Q1的信号不多,可能和我PI染色时间有关,我是AV-FITC染色15分钟,然后再加入PI染色液,染色5分钟,再上机,不像其他人,可能染色时间更长点,也许Q1信号会多点,我的PI单染组还是没问题。另外就是这个公司试剂盒,提供的过去使用者的贴壁细胞图片作为参考,也是Q1象限细胞损失很少。
②关于贴壁细胞处理,我之前发过帖子,就是提问到正常组Q3假阳性太多,这个问题困扰了我许久,最后我在赛默飞官网找到了一个技巧:贴壁消化后,用完全培养液再继续37℃重悬培养细胞30分钟,减少因消化带来的PS外翻假阳,我这次尝试后,发现正常组相对理想了很多。还有就是一定要选试剂质量过硬公司的凋亡试剂盒,钱多几百元但是一次成功,实际上反而能节约科研经费,因为培养细胞或者收集细胞也是需要耗材和其他试剂的。

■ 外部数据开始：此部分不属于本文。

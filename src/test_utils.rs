//! Shared fixture factories for unit tests

use std::collections::{BTreeMap, BTreeSet};

use chrono::{DateTime, TimeZone, Utc};

use crate::fatigue::FatigueState;
use crate::history::{HistoryContext, VolumeContext};
use crate::landmarks::VolumeLandmarks;
use crate::models::exercise::{
    BodyPart, Equipment, Exercise, ExerciseLibrary, JointStress, MovementPattern, Muscle,
    SplitTag,
};
use crate::models::history::{
    LoggedExercise, LoggedSet, SessionIntent, SessionStatus, WorkoutHistoryEntry,
};
use crate::models::plan::{ExerciseRole, PlannedExercise, SetType, WorkoutSet};
use crate::models::profile::{Constraints, Goal, PolicyVersion, Preferences, TrainingAge};
use crate::periodization::get_periodization_modifiers;
use crate::selection::{SelectionInput, SelectionState};

/// Fixed "now" so window math never depends on wall-clock time
pub fn now_fixture() -> DateTime<Utc> {
    Utc.with_ymd_and_hms(2026, 3, 2, 7, 0, 0).unwrap()
}

/// Route pipeline tracing through the test harness; respects `RUST_LOG`.
/// Safe to call from every test, only the first call installs.
pub fn init_tracing() {
    let _ = tracing_subscriber::fmt()
        .with_env_filter(tracing_subscriber::EnvFilter::from_default_env())
        .with_test_writer()
        .try_init();
}

// ---------------------------------------------------------------------------
/// Exercises
// ---------------------------------------------------------------------------

/// Minimal isolation-style exercise; tests override what they care about
pub fn make_exercise(id: &str, primaries: &[Muscle], secondaries: &[Muscle]) -> Exercise {
    Exercise {
        id: id.to_string(),
        name: id.replace('_', " "),
        patterns: vec![MovementPattern::Isolation],
        split_tags: vec![SplitTag::FullBody],
        joint_stress: JointStress::Low,
        main_lift_eligible: Some(false),
        is_main_lift: None,
        is_compound: false,
        fatigue_cost: 2,
        primary_muscles: primaries.to_vec(),
        secondary_muscles: secondaries.to_vec(),
        equipment: vec![Equipment::Dumbbell],
        rep_range: (8, 15),
        sfr_score: 3,
        lengthened_score: 3,
        contraindications: vec![],
        seconds_per_set: 40,
    }
}

#[allow(clippy::too_many_arguments)]
fn compound(
    id: &str,
    pattern: MovementPattern,
    tags: &[SplitTag],
    primaries: &[Muscle],
    secondaries: &[Muscle],
    equipment: &[Equipment],
    fatigue_cost: u8,
    rep_range: (u8, u8),
) -> Exercise {
    let mut exercise = make_exercise(id, primaries, secondaries);
    exercise.patterns = vec![pattern];
    exercise.split_tags = tags.to_vec();
    exercise.main_lift_eligible = Some(true);
    exercise.is_compound = true;
    exercise.fatigue_cost = fatigue_cost;
    exercise.equipment = equipment.to_vec();
    exercise.rep_range = rep_range;
    exercise.joint_stress = JointStress::Medium;
    exercise
}

/// A small but realistic library spanning push, pull, and lower work
pub fn make_library() -> ExerciseLibrary {
    let mut exercises = vec![
        compound(
            "bench_press",
            MovementPattern::HorizontalPush,
            &[SplitTag::Push, SplitTag::Upper, SplitTag::FullBody],
            &[Muscle::Chest],
            &[Muscle::Triceps, Muscle::FrontDelts],
            &[Equipment::Barbell, Equipment::Bench],
            4,
            (5, 12),
        ),
        compound(
            "incline_db_press",
            MovementPattern::HorizontalPush,
            &[SplitTag::Push, SplitTag::Upper, SplitTag::FullBody],
            &[Muscle::Chest],
            &[Muscle::FrontDelts, Muscle::Triceps],
            &[Equipment::Dumbbell, Equipment::Bench],
            3,
            (6, 12),
        ),
        compound(
            "overhead_press",
            MovementPattern::VerticalPush,
            &[SplitTag::Push, SplitTag::Upper, SplitTag::FullBody],
            &[Muscle::FrontDelts],
            &[Muscle::Triceps, Muscle::SideDelts],
            &[Equipment::Barbell, Equipment::Rack],
            3,
            (5, 10),
        ),
        compound(
            "barbell_row",
            MovementPattern::HorizontalPull,
            &[SplitTag::Pull, SplitTag::Upper, SplitTag::FullBody],
            &[Muscle::Lats, Muscle::UpperBack],
            &[Muscle::Biceps, Muscle::RearDelts],
            &[Equipment::Barbell],
            4,
            (6, 10),
        ),
        compound(
            "lat_pulldown",
            MovementPattern::VerticalPull,
            &[SplitTag::Pull, SplitTag::Upper, SplitTag::FullBody],
            &[Muscle::Lats],
            &[Muscle::Biceps],
            &[Equipment::Cable, Equipment::Machine],
            2,
            (8, 12),
        ),
        compound(
            "back_squat",
            MovementPattern::Squat,
            &[SplitTag::Legs, SplitTag::Lower, SplitTag::FullBody],
            &[Muscle::Quads],
            &[Muscle::Glutes, Muscle::LowerBack],
            &[Equipment::Barbell, Equipment::Rack],
            5,
            (5, 10),
        ),
        compound(
            "leg_press",
            MovementPattern::Squat,
            &[SplitTag::Legs, SplitTag::Lower, SplitTag::FullBody],
            &[Muscle::Quads, Muscle::Glutes],
            &[],
            &[Equipment::Machine],
            3,
            (8, 15),
        ),
        compound(
            "romanian_deadlift",
            MovementPattern::Hinge,
            &[SplitTag::Legs, SplitTag::Lower, SplitTag::FullBody],
            &[Muscle::Hamstrings, Muscle::Glutes],
            &[Muscle::LowerBack],
            &[Equipment::Barbell],
            4,
            (6, 10),
        ),
    ];

    // Hinge work is the usual low-back flashpoint
    exercises
        .iter_mut()
        .find(|e| e.id == "romanian_deadlift")
        .unwrap()
        .contraindications = vec![BodyPart::LowBack];

    let mut cable_fly = make_exercise("cable_fly", &[Muscle::Chest], &[]);
    cable_fly.equipment = vec![Equipment::Cable];
    cable_fly.rep_range = (10, 15);
    cable_fly.sfr_score = 4;
    cable_fly.lengthened_score = 5;
    cable_fly.split_tags = vec![SplitTag::Push, SplitTag::Upper, SplitTag::FullBody];
    exercises.push(cable_fly);

    let mut lateral_raise = make_exercise("lateral_raise", &[Muscle::SideDelts], &[]);
    lateral_raise.fatigue_cost = 1;
    lateral_raise.sfr_score = 4;
    lateral_raise.rep_range = (10, 20);
    lateral_raise.split_tags = vec![SplitTag::Push, SplitTag::Upper, SplitTag::FullBody];
    exercises.push(lateral_raise);

    let mut db_curl = make_exercise("db_curl", &[Muscle::Biceps], &[]);
    db_curl.fatigue_cost = 1;
    db_curl.sfr_score = 4;
    db_curl.split_tags = vec![SplitTag::Pull, SplitTag::Upper, SplitTag::FullBody];
    exercises.push(db_curl);

    let mut leg_curl = make_exercise("leg_curl", &[Muscle::Hamstrings], &[]);
    leg_curl.equipment = vec![Equipment::Machine];
    leg_curl.sfr_score = 4;
    leg_curl.rep_range = (10, 15);
    leg_curl.split_tags = vec![SplitTag::Legs, SplitTag::Lower, SplitTag::FullBody];
    exercises.push(leg_curl);

    ExerciseLibrary::load(exercises).expect("fixture library is valid")
}

// ---------------------------------------------------------------------------
/// History entries
// ---------------------------------------------------------------------------

/// Completed session with `sets` logged sets of 8 reps at 60kg per exercise
pub fn make_entry(date: DateTime<Utc>, exercises: &[(&str, u8)]) -> WorkoutHistoryEntry {
    WorkoutHistoryEntry {
        date,
        status: SessionStatus::Completed,
        exercises: exercises
            .iter()
            .map(|(id, sets)| LoggedExercise {
                exercise_id: id.to_string(),
                sets: (0..*sets)
                    .map(|_| LoggedSet {
                        reps: 8,
                        load_kg: Some(60.0),
                        rpe: Some(7.0),
                    })
                    .collect(),
            })
            .collect(),
        readiness: None,
        soreness_notes: vec![],
        pain_flags: BTreeMap::new(),
        intent: None,
        split_tag: None,
    }
}

// ---------------------------------------------------------------------------
/// Planned exercises
// ---------------------------------------------------------------------------

pub fn make_planned(
    id: &str,
    role: ExerciseRole,
    sets: u8,
    reps: u8,
    rest_seconds: u32,
) -> PlannedExercise {
    PlannedExercise {
        exercise_id: id.to_string(),
        name: id.replace('_', " "),
        role,
        order: 0,
        sets: (1..=sets)
            .map(|n| WorkoutSet {
                set_number: n,
                set_type: SetType::Straight,
                target_reps: reps,
                target_rpe: 7.0,
                load_factor: 1.0,
                rest_seconds,
            })
            .collect(),
        notes: vec![],
    }
}

// ---------------------------------------------------------------------------
/// Selection state fixture
// ---------------------------------------------------------------------------

/// Adjustable knobs for building a selection state mid-flight
pub struct StateFixture {
    pub library: ExerciseLibrary,
    pub constraints: Constraints,
    pub preferences: Preferences,
    pub forced_split: Option<SplitTag>,
    pub pain_flags: BTreeMap<BodyPart, u8>,
    pub planned_volume: BTreeMap<Muscle, f64>,
    pub continuity: BTreeMap<String, u8>,
    pub stalled: BTreeSet<String>,
    pub week_in_block: u8,
    pub readiness: u8,
    pub seed: Option<u64>,
}

impl StateFixture {
    pub fn new() -> Self {
        Self {
            library: make_library(),
            constraints: Constraints {
                available_equipment: vec![
                    Equipment::Barbell,
                    Equipment::Dumbbell,
                    Equipment::Cable,
                    Equipment::Machine,
                    Equipment::Bench,
                    Equipment::Rack,
                ],
                session_minutes: 60,
                avoid_exercises: vec![],
            },
            preferences: Preferences::default(),
            forced_split: None,
            pain_flags: BTreeMap::new(),
            planned_volume: BTreeMap::new(),
            continuity: BTreeMap::new(),
            stalled: BTreeSet::new(),
            week_in_block: 2,
            readiness: 3,
            seed: None,
        }
    }

    fn history_context(&self) -> HistoryContext {
        let landmarks = VolumeLandmarks::standard();
        HistoryContext {
            volume: VolumeContext {
                muscles: BTreeMap::new(),
                landmarks: Muscle::ALL
                    .iter()
                    .filter_map(|m| landmarks.get(*m).map(|l| (*m, l)))
                    .collect(),
            },
            recency_hours: BTreeMap::new(),
            continuity: self.continuity.clone(),
            stalled: self.stalled.clone(),
            last_stimulus: BTreeMap::new(),
            deload_due: false,
            completed_sessions: 6,
        }
    }
}

impl Default for StateFixture {
    fn default() -> Self {
        Self::new()
    }
}

pub fn make_selection_input(fixture: &StateFixture) -> SelectionInput<'_> {
    SelectionInput {
        library: &fixture.library,
        landmarks: VolumeLandmarks::standard(),
        goal: Goal::Hypertrophy,
        policy: PolicyVersion::V1,
        training_age: TrainingAge::Intermediate,
        intent: SessionIntent::FullBody,
        forced_split: fixture.forced_split,
        constraints: fixture.constraints.clone(),
        preferences: fixture.preferences.clone(),
        fatigue: FatigueState {
            readiness: fixture.readiness,
            soreness_notes: vec![],
            missed_last_session: false,
            pain_flags: fixture.pain_flags.clone(),
        },
        history: fixture.history_context(),
        periodization: get_periodization_modifiers(fixture.week_in_block, Goal::Hypertrophy, None),
        cold_start: None,
        seed: fixture.seed,
    }
}

/// Mid-selection state with the fixture's overrides already applied
pub fn make_selection_state_fixture(fixture: &StateFixture) -> SelectionState<'_> {
    let input = make_selection_input(fixture);
    let mut state = SelectionState::from_input(&input);
    state.planned_volume = fixture.planned_volume.clone();
    state
}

③最后还有个问题想问一下倪老师,我是用的无EDTA的胰酶消化细胞,消化时间很长,大约要9分钟(平时带EDTA胰酶只需要2分钟),才能勉强大部分消化下来,我能否用含EDTA胰酶消化,然后再用结合Buffer缓冲液冲洗1-2次,这样消化时间短点,也许能减少Q3的细胞量?我镜下观察,发现在长达9分钟的消化过程中,还是有些细胞顶不住,漂起来了,或者可能从早凋转向了晚凋。
您觉得这样减少消化时间,然后多1-2次离心,可以接受吗?
最后再次感谢您的帮助和耐心指导。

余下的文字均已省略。